Design of polymeric nanocapsules for intranasal vaccination against mycobacterium tuberculosis: influence of the polymeric shell and antigen positioning
UNIVERSAL IDENTIFIER: http://hdl.handle.net/11093/1843
EDITED VERSION: https://www.mdpi.com/1999-4923/12/6/489
DOCUMENT TYPE: article
Tuberculosis (TB) is the leading cause of death from a single infectious microorganism and Bacillus Calmette Guerin (BCG), the only authorized vaccine, does not confer protection against pulmonary TB. Based on the hypothesis that mucosal protection could help to prevent the infection at the site of entrance, the objective of this work was to develop an intranasal vaccine against Mycobacterium tuberculosis (Mtb), the microorganism that causes TB. Our approach consisted of the use of polymeric nanocapsules (NCs) with an oily core and a polymer shell made of chitosan (CS) or inulin/polyarginine (INU/pArg).
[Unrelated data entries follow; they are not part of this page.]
/// Edits a teacher can make to a review.
#[derive(Debug, Clone, PartialEq, Eq, Serialize, Deserialize)]
#[serde(tag = "type", rename_all = "snake_case")]
pub enum ReviewCmd {
    AddCorrection {
        span: Span,
        corrected_text: String,
        note: Option<String>,
    },
    EditCorrection {
        id: Uuid,
        corrected_text: String,
        note: Option<String>,
    },
    DeleteCorrection {
        id: Uuid,
    },
    /// Free-form edit of the final text. Corrections keep rendering over the
    /// original. Correction commands fail with
    /// [`ReviewError::FinalTextEdited`] until [`ReviewCmd::ResetFinalText`].
    ReplaceFinalText {
        text: String,
    },
    /// Drop a free-form edit and recompute the final text from the corrections.
    ResetFinalText,
}

/// Result of applying a command
#[derive(Debug, Clone, PartialEq, Eq)]
pub struct ReviewPatch {
    pub version: u64,
    /// Correction created, edited or deleted by the command.
    pub correction_id: Option<Uuid>,
}

/// Stored form of a review, validated on the way in.
#[derive(Deserialize)]
struct StoredReview {
    essay_id: String,
    original_text: String,
    #[serde(default)]
    final_text: Option<String>,
    #[serde(default)]
    corrections: Vec<Correction>,
    #[serde(default)]
    version: u64,
    #[serde(default)]
    updated_at: Option<Timestamp>,
}

impl TryFrom<StoredReview> for EssayReview {
    type Error = CorrectionError;

    fn try_from(stored: StoredReview) -> Result<Self, Self::Error> {
        let corrections =
            CorrectionSet::from_corrections(&stored.original_text, stored.corrections)?;
        let final_text = match stored.final_text {
            Some(text) => text,
            None => apply_corrections(&stored.original_text, &corrections)?,
        };
        Ok(Self {
            essay_id: stored.essay_id,
            original_text: stored.original_text,
            final_text,
            corrections,
            version: stored.version,
            updated_at: stored.updated_at.unwrap_or_else(Timestamp::now),
        })
    }
}

#[derive(Debug, Clone, PartialEq, Eq, Serialize, Deserialize)]
#[serde(try_from = "StoredReview")]
pub struct EssayReview {
    essay_id: String,
    original_text: String,
    final_text: String,
    corrections: CorrectionSet,
    version: u64,
    updated_at: Timestamp,
}

impl EssayReview {
    /// Fresh review of a submission: no corrections, final text equals the
    /// original.
    pub fn new(essay_id: impl Into<String>, original_text: impl Into<String>) -> Self {
        let original_text = original_text.into();
        Self {
            essay_id: essay_id.into(),
            final_text: original_text.clone(),
            original_text,
            corrections: CorrectionSet::new(),
            version: 0,
            updated_at: Timestamp::now(),
        }
    }

    /// Rebuild a review from stored pieces, validating every correction
    /// against the original text.
    pub fn from_parts(
        essay_id: impl Into<String>,
        original_text: impl Into<String>,
        final_text: Option<String>,
        corrections: Vec<Correction>,
    ) -> Result<Self, ReviewError> {
        let review = Self::try_from(StoredReview {
            essay_id: essay_id.into(),
            original_text: original_text.into(),
            final_text,
            corrections,
            version: 0,
            updated_at: None,
        })?;
        Ok(review)
    }

    pub fn from_json(json: &str) -> Result<Self, ReviewError> {
        Ok(serde_json::from_str(json)?)
    }

    pub fn to_json(&self) -> Result<String, ReviewError> {
        Ok(serde_json::to_string_pretty(self)?)
    }

    pub fn essay_id(&self) -> &str {
        &self.essay_id
    }

    pub fn original_text(&self) -> &str {
        &self.original_text
    }

    pub fn final_text(&self) -> &str {
        &self.final_text
    }

    pub fn corrections(&self) -> &CorrectionSet {
        &self.corrections
    }

    pub fn version(&self) -> u64 {
        self.version
    }

    pub fn updated_at(&self) -> Timestamp {
        self.updated_at
    }

    /// Whether the final text differs from the corrections applied to the
    /// original, i.e. it was replaced by hand.
    pub fn has_free_form_edit(&self) -> bool {
        !apply_corrections(&self.original_text, &self.corrections)
            .is_ok_and(|computed| computed == self.final_text)
    }

    pub fn apply(&mut self, cmd: ReviewCmd) -> Result<ReviewPatch, ReviewError> {
        let changes_corrections = matches!(
            cmd,
            ReviewCmd::AddCorrection { .. }
                | ReviewCmd::EditCorrection { .. }
                | ReviewCmd::DeleteCorrection { .. }
        );
        if changes_corrections && self.has_free_form_edit() {
            return Err(ReviewError::FinalTextEdited);
        }

        let correction_id = match cmd {
            ReviewCmd::AddCorrection {
                span,
                corrected_text,
                note,
            } => {
                let id = self
                    .corrections
                    .create(&self.original_text, span, corrected_text, note)?
                    .id;
                self.refresh_final_text()?;
                Some(id)
            }
            ReviewCmd::EditCorrection {
                id,
                corrected_text,
                note,
            } => {
                self.corrections.edit(id, corrected_text, note)?;
                self.refresh_final_text()?;
                Some(id)
            }
            ReviewCmd::DeleteCorrection { id } => {
                self.corrections.remove(id)?;
                self.refresh_final_text()?;
                Some(id)
            }
            ReviewCmd::ReplaceFinalText { text } => {
                self.final_text = text;
                None
            }
            ReviewCmd::ResetFinalText => {
                self.refresh_final_text()?;
                None
            }
        };

        self.version += 1;
        self.updated_at = Timestamp::now();
        log::debug!("review {} now at version {}", self.essay_id, self.version);

        Ok(ReviewPatch {
            version: self.version,
            correction_id,
        })
    }

    fn refresh_final_text(&mut self) -> Result<(), CorrectionError> {
        self.final_text = apply_corrections(&self.original_text, &self.corrections)?;
        Ok(())
    }

    /// Teacher view: the original text with corrections highlighted.
    pub fn overlay(&self, options: &OverlayOptions) -> Result<RenderedOverlay, ReviewError> {
        Ok(render_overlay(&self.original_text, &self.corrections, options)?)
    }

    /// Student view: word-level diff of original against final text.
    pub fn diff(&self) -> Vec<DiffSegment> {
        self.diff_with(DiffGranularity::Word)
    }

    pub fn diff_with(&self, granularity: DiffGranularity) -> Vec<DiffSegment> {
        compute_diff_with(&self.original_text, &self.final_text, granularity)
    }

    pub fn diff_summary(&self) -> DiffSummary {
        DiffSummary::from_segments(&self.diff())
    }

    /// Anchor a selection made in a rendering of this review.
    pub fn select(
        &self,
        map: &RenderMap,
        selection: &RenderedSelection,
        selected_text: &str,
    ) -> Result<ResolvedSelection, ReviewError> {
        Ok(SelectionMapper::new(&self.original_text, map).resolve(selection, selected_text)?)
    }

    /// Save a selection-based edit: anchor the selection, then add a
    /// correction over it.
    pub fn correct_selection(
        &mut self,
        map: &RenderMap,
        selection: &RenderedSelection,
        selected_text: &str,
        corrected_text: impl Into<String>,
        note: Option<String>,
    ) -> Result<ReviewPatch, ReviewError> {
        let resolved = self.select(map, selection, selected_text)?;
        self.apply(ReviewCmd::AddCorrection {
            span: resolved.span,
            corrected_text: corrected_text.into(),
            note,
        })
    }
}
The immunostimulant Imiquimod, a Toll-like receptor-7 (TLR-7) agonist, was encapsulated in the oily core and a fusion protein, formed by two antigens of Mtb, was absorbed either onto the NC surface (CS:Ag and INU:pArg:Ag) or between two polymer layers (INU:Ag:pArg) in order to assess the influence of the antigen positioning on the immune response. Although CS NCs were more immunostimulant than the INU/pArg NCs in vitro, the in vivo experiments showed that INU:pArg:Ag NCs were the only prototype inducing an adequate immunoglobulin A (IgA) response. Moreover, a previous immunization with BCG increased the immune response for CS NCs but, conversely, decreased for INU/pArg NCs. Further optimization of the antigen and the vaccination regime could provide an efficacious vaccine, using the INU:pArg:Ag NC prototype as nanocarrier.